日本ジュニアで優勝するなど、アマ時代から頭角を現していた

日本ジュニアで優勝するなど、アマ時代から頭角を現していた

柔らかい物腰に冷静なプレー

昨年の日本ジュニアで優勝するなどアマチュア時代から活躍。その名は知られていたが、開幕2戦目のつるやオープンでいきなり3位に食い込み、注目を集めた。

6月の日本ツアー選手権シティバンク杯では3日目に1日26ホールの長丁場を乗り越え、最終日最終組でラウンド。5位と奮闘し「長い4日間がやっと終わった。緊張感の中でのプレーは、今後につながる」と収穫を口にした。
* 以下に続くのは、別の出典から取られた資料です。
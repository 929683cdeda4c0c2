use std::sync::atomic::{AtomicUsize, Ordering};
use std::sync::Arc;
use std::time::Duration;

use async_trait::async_trait;
use chrono::{DateTime, Utc};
use hmac::{Hmac, Mac};
use serde_json::json;
use sha2::Sha256;
use wiremock::matchers::method;
use wiremock::{Mock, MockServer, ResponseTemplate};

use webhook_delivery::{
    AttemptOutcome,
    ConfigStore,
    Deliver,
    DeliveryIntent,
    DeliveryRequest,
    DeliveryStatus,
    DispatchError,
    DispatchSummary,
    Dispatcher,
    DispatcherConfig,
    InMemoryStore,
    IntentId,
    IntentUpdate,
    QueueStore,
    StoreError,
    SubscriberConfig,
};

fn dispatcher(store: &Arc<InMemoryStore>, config: DispatcherConfig) -> Dispatcher {
    Dispatcher::with_http_client(store.clone(), store.clone(), config).unwrap()
}

fn intent_for(url: &str, subscriber: &str, created_at: DateTime<Utc>) -> DeliveryIntent {
    DeliveryIntent::new(subscriber, "call.completed", url, json!({"a": 1})).with_created_at(created_at)
}

fn base_time() -> DateTime<Utc> {
    DateTime::parse_from_rfc3339("2024-01-01T00:00:00Z")
        .unwrap()
        .with_timezone(&Utc)
}

async fn status_of(store: &InMemoryStore, id: IntentId) -> (DeliveryStatus, u32) {
    let intent = store.get(id).await.unwrap();
    (intent.status, intent.attempt_count)
}

#[tokio::test]
async fn retries_until_success() {
    let server = MockServer::start().await;
    Mock::given(method("POST"))
        .respond_with(ResponseTemplate::new(500))
        .up_to_n_times(2)
        .mount(&server)
        .await;
    Mock::given(method("POST"))
        .respond_with(ResponseTemplate::new(200).set_body_string("ok"))
        .mount(&server)
        .await;

    let store = Arc::new(InMemoryStore::new());
    store
        .set_config("acme", SubscriberConfig::new().with_max_attempts(3))
        .await;
    let intent = intent_for(&server.uri(), "acme", base_time());
    store.insert(intent.clone()).await;

    let dispatcher = dispatcher(&store, DispatcherConfig::default());

    let first = dispatcher.run_once().await.unwrap();
    assert_eq!(first, DispatchSummary { processed: 1, success_count: 0, error_count: 1, skipped: 0 });
    assert_eq!(status_of(&store, intent.id).await, (DeliveryStatus::Retrying, 1));
    assert!(store.get(intent.id).await.unwrap().last_latency_ms.is_some());

    dispatcher.run_once().await.unwrap();
    assert_eq!(status_of(&store, intent.id).await, (DeliveryStatus::Retrying, 2));
    assert!(store.get(intent.id).await.unwrap().completed_at.is_none());

    let third = dispatcher.run_once().await.unwrap();
    assert_eq!(third.success_count, 1);

    let done = store.get(intent.id).await.unwrap();
    assert_eq!(done.status, DeliveryStatus::Success);
    assert_eq!(done.attempt_count, 2);
    assert_eq!(done.last_response_code, Some(200));
    assert_eq!(done.last_response_body.as_deref(), Some("ok"));
    assert!(done.last_latency_ms.is_some());
    assert!(done.completed_at.is_some());
}

#[tokio::test]
async fn exhausts_attempts_and_fails() {
    let server = MockServer::start().await;
    Mock::given(method("POST"))
        .respond_with(ResponseTemplate::new(500))
        .expect(2)
        .mount(&server)
        .await;

    let store = Arc::new(InMemoryStore::new());
    store
        .set_config("acme", SubscriberConfig::new().with_max_attempts(2))
        .await;
    let intent = intent_for(&server.uri(), "acme", base_time());
    store.insert(intent.clone()).await;

    let dispatcher = dispatcher(&store, DispatcherConfig::default());

    dispatcher.run_once().await.unwrap();
    assert_eq!(status_of(&store, intent.id).await, (DeliveryStatus::Retrying, 1));

    dispatcher.run_once().await.unwrap();
    let failed = store.get(intent.id).await.unwrap();
    assert_eq!(failed.status, DeliveryStatus::Failed);
    assert_eq!(failed.attempt_count, 2);
    assert_eq!(failed.last_error.as_deref(), Some("max attempts exceeded"));
    assert_eq!(failed.last_response_code, Some(500));
    assert!(failed.completed_at.is_some());

    // terminal: never selected or touched again
    let after = dispatcher.run_once().await.unwrap();
    assert_eq!(after, DispatchSummary::default());
    assert_eq!(store.get(intent.id).await.unwrap(), failed);

    server.verify().await;
}

#[tokio::test]
async fn signs_exact_body_only_when_secret_configured() {
    let server = MockServer::start().await;
    Mock::given(method("POST"))
        .respond_with(ResponseTemplate::new(200))
        .expect(2)
        .mount(&server)
        .await;

    let store = Arc::new(InMemoryStore::new());
    store
        .set_config("signed", SubscriberConfig::new().with_secret("s3cr3t"))
        .await;
    store.set_config("unsigned", SubscriberConfig::new()).await;

    let signed = intent_for(&format!("{}/signed", server.uri()), "signed", base_time());
    let unsigned = intent_for(
        &format!("{}/unsigned", server.uri()),
        "unsigned",
        base_time() + chrono::Duration::seconds(1),
    );
    store.insert(signed.clone()).await;
    store.insert(unsigned.clone()).await;

    dispatcher(&store, DispatcherConfig::default()).run_once().await.unwrap();

    let requests = server.received_requests().await.unwrap();
    assert_eq!(requests.len(), 2);

    for request in &requests {
        assert_eq!(
            request.headers.get("content-type").unwrap().to_str().unwrap(),
            "application/json"
        );
        assert!(request
            .headers
            .get("user-agent")
            .unwrap()
            .to_str()
            .unwrap()
            .starts_with("WebhookDelivery-Webhook/"));

        let body: serde_json::Value = serde_json::from_slice(&request.body).unwrap();
        assert_eq!(body["event_type"], "call.completed");
        assert_eq!(body["data"], json!({"a": 1}));
        assert!(DateTime::parse_from_rfc3339(body["timestamp"].as_str().unwrap()).is_ok());

        if request.url.path() == "/signed" {
            assert_eq!(body["event_id"], signed.id.to_string());

            let mut mac = Hmac::<Sha256>::new_from_slice(b"s3cr3t").unwrap();
            mac.update(&request.body);
            let expected = hex::encode(mac.finalize().into_bytes());

            let header = request.headers.get("x-webhook-signature").unwrap();
            assert_eq!(header.to_str().unwrap(), expected);
        } else {
            assert_eq!(body["event_id"], unsigned.id.to_string());
            assert!(request.headers.get("x-webhook-signature").is_none());
        }
    }

    server.verify().await;
}

#[tokio::test]
async fn batch_limit_takes_oldest_first() {
    let server = MockServer::start().await;
    Mock::given(method("POST"))
        .respond_with(ResponseTemplate::new(200))
        .expect(60)
        .mount(&server)
        .await;

    let store = Arc::new(InMemoryStore::new());
    store.set_config("acme", SubscriberConfig::new()).await;

    let mut ids = Vec::new();
    for n in 0..60 {
        let intent = intent_for(&server.uri(), "acme", base_time() + chrono::Duration::seconds(n));
        ids.push(intent.id);
        store.insert(intent).await;
    }

    let dispatcher = dispatcher(&store, DispatcherConfig::default());

    let first = dispatcher.run_once().await.unwrap();
    assert_eq!(first.processed, 50);
    assert_eq!(first.success_count, 50);

    for (n, id) in ids.iter().enumerate() {
        let (status, _) = status_of(&store, *id).await;
        if n < 50 {
            assert_eq!(status, DeliveryStatus::Success, "record {}", n);
        } else {
            assert_eq!(status, DeliveryStatus::Pending, "record {}", n);
        }
    }

    let second = dispatcher.run_once().await.unwrap();
    assert_eq!(second.processed, 10);
    assert!(store.all().await.iter().all(|i| i.status == DeliveryStatus::Success));

    server.verify().await;
}

#[tokio::test]
async fn timeout_is_retried_like_any_failure() {
    let server = MockServer::start().await;
    Mock::given(method("POST"))
        .respond_with(ResponseTemplate::new(200).set_delay(Duration::from_secs(2)))
        .mount(&server)
        .await;

    let store = Arc::new(InMemoryStore::new());
    store.set_config("acme", SubscriberConfig::new()).await;
    let intent = intent_for(&server.uri(), "acme", base_time());
    store.insert(intent.clone()).await;

    let config = DispatcherConfig {
        request_timeout: Duration::from_millis(100),
        ..Default::default()
    };
    let summary = dispatcher(&store, config).run_once().await.unwrap();
    assert_eq!(summary.error_count, 1);

    let record = store.get(intent.id).await.unwrap();
    assert_eq!(record.status, DeliveryStatus::Retrying);
    assert_eq!(record.attempt_count, 1);
    assert_eq!(record.last_response_code, Some(0));
    assert_eq!(record.last_error.as_deref(), Some("request timed out"));
    assert!(record.completed_at.is_none());
}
先月のコカ・コーラ東海クラシックは予選ラウンドを首位で通過した。最終日に崩れ11位と10代Vは逃したが、着実にプロの階段を上っている。もともとドライバーショットは安定し、アイアンが得意だ。

喜怒哀楽が顔に出ず、強い心

「試合を重ねていくうちにアプローチ、パットが良くなった。なぜだか分からないけど……。毎試合が練習で、3パット連発はなくなった」

中学1年の彼を見て、その才能にほれこんだコーチの増田哲仁は「調子が悪くなったら僕の出番もあるけど、今はリズム、タイミングだけに注意している」と話す。

肥後かおりら多くの女子プロを指導してきた増田によると、川村の特長は「喜怒哀楽が顔に出ず、メンタルが強いこと」。

18ホール回っても体のバランスが崩れない歩き方をしており、選手寿命は長持ちするとみている。8の字を描くスイングは個性的だが「杉原輝雄さんみたいな、クラブを操る職人になれれば」。